AI Article Synopsis

  • An 81-year-old man experienced a left spontaneous pneumothorax, requiring treatment after a chest X-ray showed a complete lung collapse.
  • Despite initial treatment and drainage, his condition worsened to severe cough and low oxygen levels, diagnosed as reexpansion pulmonary edema (RPE).
  • After receiving mechanical ventilation and specific intravenous therapies, including sivelestat sodium hydrate, his condition improved, leading to extubation and eventual discharge post-pleurodesis.

Article Abstract

An 81-year-old man was referred to our hospital for the treatment for left spontaneous pneumothorax. A chest X-ray revealed a left-sided total pneumothorax and complete collapse of the lung. After intravenous administration of methylprednisolone, a 16 Fr chest tube was inserted, and drainage was started without negative pressure suction.
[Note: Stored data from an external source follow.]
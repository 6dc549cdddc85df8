//! Metrics collection.
//!
//! This module provides:
//! - Decision counts per audit action
//! - Validation latency measurements
//! - Block rates and a breakdown of why requests were blocked
//!
//! # Example
//!
//! ```
//! use content_guard::audit::AuditAction;
//! use content_guard::metrics::{GuardEvent, GuardMetrics};
//!
//! let metrics = GuardMetrics::new();
//! metrics.record(GuardEvent::new(AuditAction::CommandValidated, 120));
//! metrics.record(GuardEvent::new(AuditAction::CommandBlocked, 80).with_reason("pattern:shell"));
//! metrics.record(GuardEvent::new(AuditAction::ResponseValidated, 900));
//!
//! let summary = metrics.summary();
//! assert_eq!(summary.total_decisions, 3);
//! // 1 out of 3 blocked
//! assert!((summary.block_rate - 0.333).abs() < 0.01);
//! assert_eq!(summary.blocked_by_reason.get("pattern:shell"), Some(&1));
//! ```

// Allow intentional numeric casts for metrics calculations
#![allow(clippy::cast_precision_loss)]

use serde::{Deserialize, Serialize};
use std::collections::HashMap;
use std::sync::RwLock;

use crate::audit::AuditAction;

/// Maximum number of events kept in the circular buffer.
const MAX_EVENTS: usize = 10_000;

/// A single guard decision.
#[derive(Debug, Clone, Serialize, Deserialize)]
pub struct GuardEvent {
    /// Decision taken.
    pub action: AuditAction,
    /// Short machine-readable block reason (e.g. `too_long`, `pattern:shell`).
    pub reason: Option<String>,
    /// Time spent validating, in microseconds.
    pub latency_us: u64,
    /// Timestamp of the event (Unix epoch seconds).
    pub timestamp: u64,
}

impl GuardEvent {
    /// Create a new event stamped with the current time.
    #[must_use]
    pub fn new(action: AuditAction, latency_us: u64) -> Self {
        Self {
            action,
            reason: None,
            latency_us,
            timestamp: std::time::SystemTime::now()
                .duration_since(std::time::UNIX_EPOCH)
                .map(|d| d.as_secs())
                .unwrap_or(0),
        }
    }

    /// Attach a block reason.
    #[must_use]
    pub fn with_reason(mut self, reason: impl Into<String>) -> Self {
        self.reason = Some(reason.into());
        self
    }
}

/// Summary statistics for one action.
#[derive(Debug, Clone, Serialize, Deserialize, Default, PartialEq, schemars::JsonSchema)]
pub struct ActionSummary {
    /// Number of decisions.
    pub count: u64,
    /// Average latency in microseconds.
    pub avg_latency_us: f64,
    /// Maximum latency in microseconds.
    pub max_latency_us: u64,
}

/// Overall metrics summary.
#[derive(Debug, Clone, Serialize, Deserialize, schemars::JsonSchema)]
pub struct MetricsSummary {
    /// Decisions recorded across both sides.
    pub total_decisions: u64,
    /// Share of decisions that blocked (0.0-1.0).
    pub block_rate: f64,
    /// Per-action summaries keyed by the action's wire name.
    pub by_action: HashMap<String, ActionSummary>,
    /// Blocked decisions per reason.
    pub blocked_by_reason: HashMap<String, u64>,
}

/// Thread-safe collector of guard decisions.
#[derive(Debug, Default)]
pub struct GuardMetrics {
    events: RwLock<Vec<GuardEvent>>,
}

impl GuardMetrics {
    /// Create a new metrics collector.
    #[must_use]
    pub fn new() -> Self {
        Self::default()
    }

    /// Record a decision.
    ///
    /// Keeps at most `MAX_EVENTS` events, dropping the oldest.
    pub fn record(&self, event: GuardEvent) {
        match self.events.write() {
            Ok(mut events) => {
                if events.len() >= MAX_EVENTS {
                    events.remove(0);
                }
                events.push(event);
            }
            Err(poison_error) => {
                tracing::error!(
                    action = ?event.action,
                    error = %poison_error,
                    "Failed to record guard event: RwLock poisoned"
                );
            }
        }
    }

    /// Get summary statistics.
    #[must_use]
    pub fn summary(&self) -> MetricsSummary {
        let events = match self.events.read() {
            Ok(e) => e.clone(),
            Err(poison_error) => {
                tracing::warn!(
                    error = %poison_error,
                    "Reading events from poisoned lock, using recovered data"
                );
                poison_error.into_inner().clone()
            }
        };

        let mut by_action: HashMap<String, Vec<&GuardEvent>> = HashMap::new();
        let mut blocked_by_reason: HashMap<String, u64> = HashMap::new();
        for event in &events {
            by_action
                .entry(event.action.as_str().to_string())
                .or_default()
                .push(event);
            if event.action.is_blocked() {
                let reason = event.reason.clone().unwrap_or_else(|| "unknown".into());
                *blocked_by_reason.entry(reason).or_default() += 1;
            }
        }

        let by_action = by_action
            .into_iter()
            .map(|(action, action_events)| {
                let count = action_events.len() as u64;
                let total: u64 = action_events.iter().map(|e| e.latency_us).sum();
                let max_latency_us = action_events
                    .iter()
                    .map(|e| e.latency_us)
                    .max()
                    .unwrap_or(0);
                let avg_latency_us = if count > 0 {
                    total as f64 / count as f64
                } else {
                    0.0
                };
                (
                    action,
                    ActionSummary {
                        count,
                        avg_latency_us,
                        max_latency_us,
                    },
                )
            })
            .collect();

        let total_decisions = events.len() as u64;
        let blocked = events.iter().filter(|e| e.action.is_blocked()).count() as u64;
        let block_rate = if total_decisions > 0 {
            blocked as f64 / total_decisions as f64
        } else {
            0.0
        };

        MetricsSummary {
            total_decisions,
            block_rate,
            by_action,
            blocked_by_reason,
        }
    }

    /// Number of recorded decisions for `action`.
    #[must_use]
    pub fn count(&self, action: AuditAction) -> u64 {
        self.events
            .read()
            .map(|events| events.iter().filter(|e| e.action == action).count() as u64)
            .unwrap_or(0)
    }

    /// Get total number of recorded decisions.
    #[must_use]
    pub fn total_decisions(&self) -> u64 {
        self.events
            .read()
            .map(|events| events.len() as u64)
            .unwrap_or(0)
    }

    /// Clear all metrics (useful for testing).
    pub fn clear(&self) {
        if let Ok(mut events) = self.events.write() {
            events.clear();
        }
    }
}
//! Storage backend.
//!
//! This module provides:
//! - `SQLite` blob storage
//! - An in-memory blob store
//!
//! Both implement [`BlobStore`](crate::traits::BlobStore), the only
//! persistence contract the guard needs.
//!
//! The implementation is split across submodules:
//! - `core`: Pool management and migrations
//! - `blob`: Blob read/write and the `BlobStore` implementation
//! - `memory`: `HashMap`-backed store
//!
//! # Example
//!
//! ```ignore
//! use content_guard::storage::SqliteStorage;
//!
//! let storage = SqliteStorage::new("./data/content-guard.db").await?;
//! storage.write_blob("guard_audit_log", "[]").await?;
//! ```

mod blob;
mod core;
mod memory;

pub use self::core::SqliteStorage;
pub use memory::MemoryBlobStore;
Four hours after chest tube insertion, the patient's condition deteriorated. He complained severe cough and dyspnea, and pulse oximetry reading was 70%. A repeat chest X-ray demonstrated diffuse reexpansion pulmonary edema (RPE) on the left. After mechanical ventilation and intravenous infusion therapy with sivelestat sodium hydrate, methylprednisolone and ulinastatin were started, P(O2)/ Fi(O2) ratio improved rapidly. He was extubated on hospital day 6 and was discharged after pleurodesis for the pneumothorax. This case suggests that sivelestat sodium hydrate may be useful for the treatment for RPE.